Nader’s cooperation with federal authorities, including Special Counsel Robert Mueller, appears to have led to the indictment. But Nader’s credibility has been tainted to the point that prosecutors won’t call him at the current trial. It is expected that four other men who have pleaded guilty will testify, Parikh said.
Parikh disclosed Thursday to jurors that millions donated to Clinton and almost $1 million directed to Republicans after Trump’s victory originated in the United Arab Emirates, but she did not bring up the more explosive allegation she aired in court earlier this week: that the money actually originated with the UAE government.
In Parikh’s words, both the Clinton and Republican campaigns were unaware that the money contributed by donors with no prior record of political giving originated from other sources.
The jury in other cases has sometimes had trouble understanding why straw campaign donations are important without evidence similar to a quid pro quo. Yet Parikh said there were “good reasons” why donating someone else’s money under your name is against the law. “Our political system is premised on transparency,” she asserted.
Diane Hamwi, the former Democratic Senatorial Campaign Committee fundraiser, was the prosecution’s first witness who testified Khawaja hired her for $7,500 a month in the spring of 2016 to help him cultivate relationships with American politicians and to seek appointment to a Mideast-related government post or commission.
“He hired me to help him develop more relationships in the political sphere,” Hamwi revealed.
“I was ensuring that when he made the large contributions he was making that he was getting the most for that,” Hamwi concluded.
Hamwi said she explained to Khawaja how U.S. campaign finance rules work: how foreigners are not eligible to donate unless they are permanent U.S. citizens and how people can only donate their own money.

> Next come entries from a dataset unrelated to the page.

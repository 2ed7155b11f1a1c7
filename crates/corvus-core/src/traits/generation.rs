// SPDX-FileCopyrightText: 2026 Corvus Contributors
// SPDX-License-Identifier: MIT OR Apache-2.0

//! Generation model connector trait for streaming chat completion.

use std::pin::Pin;

use async_trait::async_trait;
use futures::Stream;

use crate::error::CorvusError;
use crate::types::{ChatMessage, GenerationChunk};

/// A stream of generation chunks; the final chunk reports `done = true`.
pub type GenerationStream =
    Pin<Box<dyn Stream<Item = Result<GenerationChunk, CorvusError>> + Send>>;

/// Connector driving a chat generation model in streaming mode.
#[async_trait]
pub trait GenerationModel: Send + Sync {
    /// Starts a streaming completion over the assembled message array.
    ///
    /// Dropping the returned stream aborts the generation.
    async fn chat_stream(&self, messages: Vec<ChatMessage>) -> Result<GenerationStream, CorvusError>;
}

Khawaja reportedly asked her how some countries, including Israel, donate a great deal of money to the U.S. political establishment. Her response was that foreign governments cannot fund campaigns, but can fund other players in the political scene, such as think tanks and lobbyists.
Mohammad Diab, a resident of Las Vegas and a cousin of Khawaja who worked for Allied Wallet in America, is also on trial with El-Saadi.

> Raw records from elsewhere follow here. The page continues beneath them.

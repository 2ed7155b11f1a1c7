// SPDX-FileCopyrightText: 2026 Corvus Contributors
// SPDX-License-Identifier: MIT OR Apache-2.0

//! Redis-backed key-value store.
//!
//! Batches execute as a single MULTI/EXEC pipeline, so a
//! [`KvPipeline`](corvus_core::KvPipeline) either applies fully or not at
//! all. The connection manager reconnects transparently and is safe for
//! concurrent use.

use std::time::Duration;

use async_trait::async_trait;
use redis::aio::ConnectionManager;
use redis::AsyncCommands;

use corvus_core::{CorvusError, KvOp, KvStore};

/// Production KV backend over a shared Redis connection.
#[derive(Clone)]
pub struct RedisKv {
    conn: ConnectionManager,
}

impl RedisKv {
    /// Connects to Redis at `url` (e.g. `redis://127.0.0.1:6379/0`).
    pub async fn connect(url: &str) -> Result<Self, CorvusError> {
        let client = redis::Client::open(url)
            .map_err(|e| CorvusError::storage(format!("invalid redis url {url}"), e))?;
        let conn = ConnectionManager::new(client)
            .await
            .map_err(|e| CorvusError::storage("failed to connect to redis", e))?;
        Ok(Self { conn })
    }

    /// Wraps an existing connection manager.
    pub fn new(conn: ConnectionManager) -> Self {
        Self { conn }
    }
}

#[async_trait]
impl KvStore for RedisKv {
    async fn get(&self, key: &str) -> Result<Option<Vec<u8>>, CorvusError> {
        let mut conn = self.conn.clone();
        conn.get(key)
            .await
            .map_err(|e| CorvusError::storage(format!("GET {key} failed"), e))
    }

    async fn set_ex(&self, key: &str, value: &[u8], ttl: Duration) -> Result<(), CorvusError> {
        let mut conn = self.conn.clone();
        conn.set_ex(key, value, ttl.as_secs())
            .await
            .map_err(|e| CorvusError::storage(format!("SETEX {key} failed"), e))
    }

    async fn smembers(&self, key: &str) -> Result<Vec<String>, CorvusError> {
        let mut conn = self.conn.clone();
        conn.smembers(key)
            .await
            .map_err(|e| CorvusError::storage(format!("SMEMBERS {key} failed"), e))
    }

    async fn scard(&self, key: &str) -> Result<u64, CorvusError> {
        let mut conn = self.conn.clone();
        conn.scard(key)
            .await
            .map_err(|e| CorvusError::storage(format!("SCARD {key} failed"), e))
    }

    async fn execute(&self, ops: Vec<KvOp>) -> Result<(), CorvusError> {
        if ops.is_empty() {
            return Ok(());
        }

        let mut pipe = redis::pipe();
        pipe.atomic();
        for op in &ops {
            match op {
                KvOp::SetEx { key, value, ttl } => {
                    pipe.set_ex(key, value.as_slice(), ttl.as_secs()).ignore();
                }
                KvOp::Del { key } => {
                    pipe.del(key).ignore();
                }
                KvOp::SAdd { key, member } => {
                    pipe.sadd(key, member).ignore();
                }
                KvOp::SRem { key, member } => {
                    pipe.srem(key, member).ignore();
                }
                KvOp::Expire { key, ttl } => {
                    pipe.expire(key, ttl.as_secs() as i64).ignore();
                }
            }
        }

        let mut conn = self.conn.clone();
        let _: () = pipe
            .query_async(&mut conn)
            .await
            .map_err(|e| CorvusError::storage("pipeline execution failed", e))?;
        Ok(())
    }
}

The lawyer for Diab, Harland Braun, suggested briefly to the jurors that the prosecution was the outcome of a political vendetta against Hillary Clinton. Moments later, however, the defense lawyer seemed to back off of this statement.
Prosecutors have to prove that the men knew they were breaking the law in addition to the fact that they made illegal donations in order to win convictions.
Khawaja’s attorney has been given a reserved seat in court, despite his status as a fugitive.
The jury assembly has been reconfigured to accommodate the 16 jurors and alternates in the gallery that normally hosts the press and public due to the Coronavirus pandemic. As the witnesses testified from the corner of the jury box, a law clerk sat on the stand near the judge, usually reserved for witnesses. Although lawyers and the judge typically remove their masks when they speak, transparent plastic shields were scattered throughout the room.